_Dataset entries_:
════════════════
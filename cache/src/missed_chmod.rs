//! The missed-chmod set (spec §3, §4.3.2 Chmod/FlushFile).
//!
//! Records logical paths whose desired mode could not be applied remotely
//! because the object didn't exist yet there. Replayed on the next
//! successful flush.

use dashmap::DashSet;

#[derive(Default)]
pub struct MissedChmodSet {
    paths: DashSet<String>,
}

impl MissedChmodSet {
    pub fn new() -> Self {
        MissedChmodSet {
            paths: DashSet::new(),
        }
    }

    pub fn insert(&self, path: &str) {
        self.paths.insert(path.to_string());
    }

    pub fn contains(&self, path: &str) -> bool {
        self.paths.contains(path)
    }

    /// Removes `path` if present, returning whether it was there. Flush uses
    /// this to decide whether to replay a chmod and to clear the sentinel
    /// atomically with that decision.
    pub fn take(&self, path: &str) -> bool {
        self.paths.remove(path).is_some()
    }
}

#[cfg(test)]
mod tests {
    use super::*;

    #[test]
    fn records_and_clears_a_path() {
        let set = MissedChmodSet::new();
        assert!(!set.contains("/m"));
        set.insert("/m");
        assert!(set.contains("/m"));
        assert!(set.take("/m"));
        assert!(!set.contains("/m"));
    }

    #[test]
    fn take_on_absent_path_is_false_and_idempotent() {
        let set = MissedChmodSet::new();
        assert!(!set.take("/never"));
        set.insert("/m");
        assert!(set.take("/m"));
        assert!(!set.take("/m"));
    }
}
//! Background recursive directory invalidation (spec §4.3.1, §9).
//!
//! `DeleteDir`/`RenameDir` post a task here instead of walking the shadow
//! tree inline, so the filesystem call that triggered them can return
//! promptly. The channel is bounded and drained (not dropped) on shutdown:
//! `Stop` closes the sender and awaits the worker, so no invalidation is
//! silently lost.

use crate::eviction::EvictionPolicy;
use crate::pathlock::PathLockTable;
use std::path::PathBuf;
use std::sync::Arc;
use tokio::sync::mpsc;
use tokio::task::JoinHandle;

const CHANNEL_CAPACITY: usize = 1024;

pub enum InvalidationTask {
    /// Recursively purge every regular-file descendant and remove every
    /// directory descendant of `local_dir` (both `DeleteDir` and the `src`
    /// side of a successful `RenameDir` use this). `logical_dir` is carried
    /// alongside so descendants can be reported to the policy by the same
    /// logical-path key every other call site uses, not the shadow-root-
    /// relative filesystem path `walk_and` sees.
    RecursiveInvalidate {
        local_dir: PathBuf,
        logical_dir: String,
    },
}

pub struct InvalidationWorker {
    sender: tokio::sync::Mutex<Option<mpsc::Sender<InvalidationTask>>>,
    handle: tokio::sync::Mutex<Option<JoinHandle<()>>>,
}

impl InvalidationWorker {
    pub fn spawn(policy: Arc<dyn EvictionPolicy>, path_locks: Arc<PathLockTable>) -> Self {
        let (sender, mut receiver) = mpsc::channel(CHANNEL_CAPACITY);

        let handle = tokio::spawn(async move {
            while let Some(task) = receiver.recv().await {
                match task {
                    InvalidationTask::RecursiveInvalidate {
                        local_dir,
                        logical_dir,
                    } => {
                        run_recursive_invalidate(&local_dir, &logical_dir, &policy, &path_locks);
                    }
                }
            }
        });

        InvalidationWorker {
            sender: tokio::sync::Mutex::new(Some(sender)),
            handle: tokio::sync::Mutex::new(Some(handle)),
        }
    }

    /// Enqueues a task. Per spec, a remote failure on the triggering
    /// operation is not a reason to skip local cleanup, so this is called
    /// unconditionally by the caller regardless of the `next` result.
    pub async fn enqueue(&self, task: InvalidationTask) {
        let sender = self.sender.lock().await.clone();
        match sender {
            Some(sender) => {
                if sender.send(task).await.is_err() {
                    tracing::warn!("invalidation worker channel closed, dropping task");
                }
            }
            None => tracing::warn!("invalidation worker already shut down, dropping task"),
        }
    }

    /// Closes the channel and waits for the worker to drain everything
    /// already queued before returning.
    pub async fn shutdown(&self) {
        self.sender.lock().await.take();
        let handle = self.handle.lock().await.take();
        if let Some(handle) = handle {
            let _ = handle.await;
        }
    }
}

fn run_recursive_invalidate(
    local_dir: &std::path::Path,
    logical_dir: &str,
    policy: &Arc<dyn EvictionPolicy>,
    path_locks: &Arc<PathLockTable>,
) {
    let root = local_dir.to_path_buf();
    let result = crate::shadow::walk_and(
        &root,
        |file| {
            if let Some(logical) = logical_path_of(&root, logical_dir, file) {
                // Mirror `Cache::delete_file`: remove the shadow file and
                // purge the policy's record of it under the same path lock
                // (I5), so the directory removal below finds an empty tree
                // instead of failing with ENOTEMPTY.
                let _guard = path_locks.lock(&logical);
                if let Err(e) = crate::shadow::remove_file(file) {
                    tracing::warn!(path = %logical, error = %e, "failed to remove shadow file during invalidation");
                }
                policy.purge(&logical);
            }
        },
        |dir| {
            if let Err(e) = crate::shadow::remove_dir(dir) {
                tracing::warn!(dir = %dir.display(), error = %e, "failed to remove shadow directory during invalidation");
            }
        },
    );
    if let Err(e) = result {
        tracing::warn!(?local_dir, error = %e, "recursive invalidation walk failed");
    }
}

/// Rebuilds the logical path a walked shadow file corresponds to, so the
/// policy sees the same key `Cache`'s operation handlers use for it.
fn logical_path_of(root: &std::path::Path, logical_dir: &str, file: &std::path::Path) -> Option<String> {
    let rel = file.strip_prefix(root).ok()?;
    let rel = rel.to_string_lossy();
    let dir = logical_dir.trim_end_matches('/');
    Some(format!("{dir}/{rel}"))
}

#[cfg(test)]
mod tests {
    use super::*;
    use crate::eviction::{lru::LruPolicy, EvictionConfig};
    use crate::pathlock::PathLockTable;
    use std::fs;

    #[tokio::test]
    async fn recursive_invalidate_removes_files_purges_policy_and_removes_dirs() {
        let dir = tempfile::tempdir().unwrap();
        let sub = dir.path().join("a/b");
        fs::create_dir_all(&sub).unwrap();
        fs::write(sub.join("f"), b"x").unwrap();

        let path_locks = Arc::new(PathLockTable::new());
        let policy: Arc<dyn EvictionPolicy> = Arc::new(LruPolicy::new(
            dir.path().to_path_buf(),
            path_locks.clone(),
            EvictionConfig::default(),
        ));
        policy.mark_valid("/a/b/f");
        assert!(policy.is_cached("/a/b/f"));

        let worker = InvalidationWorker::spawn(policy.clone(), path_locks);
        worker
            .enqueue(InvalidationTask::RecursiveInvalidate {
                local_dir: dir.path().join("a"),
                logical_dir: "/a".to_string(),
            })
            .await;

        // Give the consumer task a chance to run.
        tokio::time::sleep(std::time::Duration::from_millis(50)).await;

        assert!(!sub.join("f").exists(), "shadow file must be removed");
        assert!(!sub.exists(), "now-empty descendant directory must be removed");
        assert!(!dir.path().join("a").exists());
        assert!(!policy.is_cached("/a/b/f"), "policy record must be purged");
    }
}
════════════════
_TO DO_: All lines in the records above that contain "failed" are to be reported.

_ANSWER TO THIS EXERCISE_:
                    tracing::warn!(path = %logical, error = %e, "failed to remove shadow file during invalidation");
                tracing::warn!(dir = %dir.display(), error = %e, "failed to remove shadow directory during invalidation");
        tracing::warn!(?local_dir, error = %e, "recursive invalidation walk failed");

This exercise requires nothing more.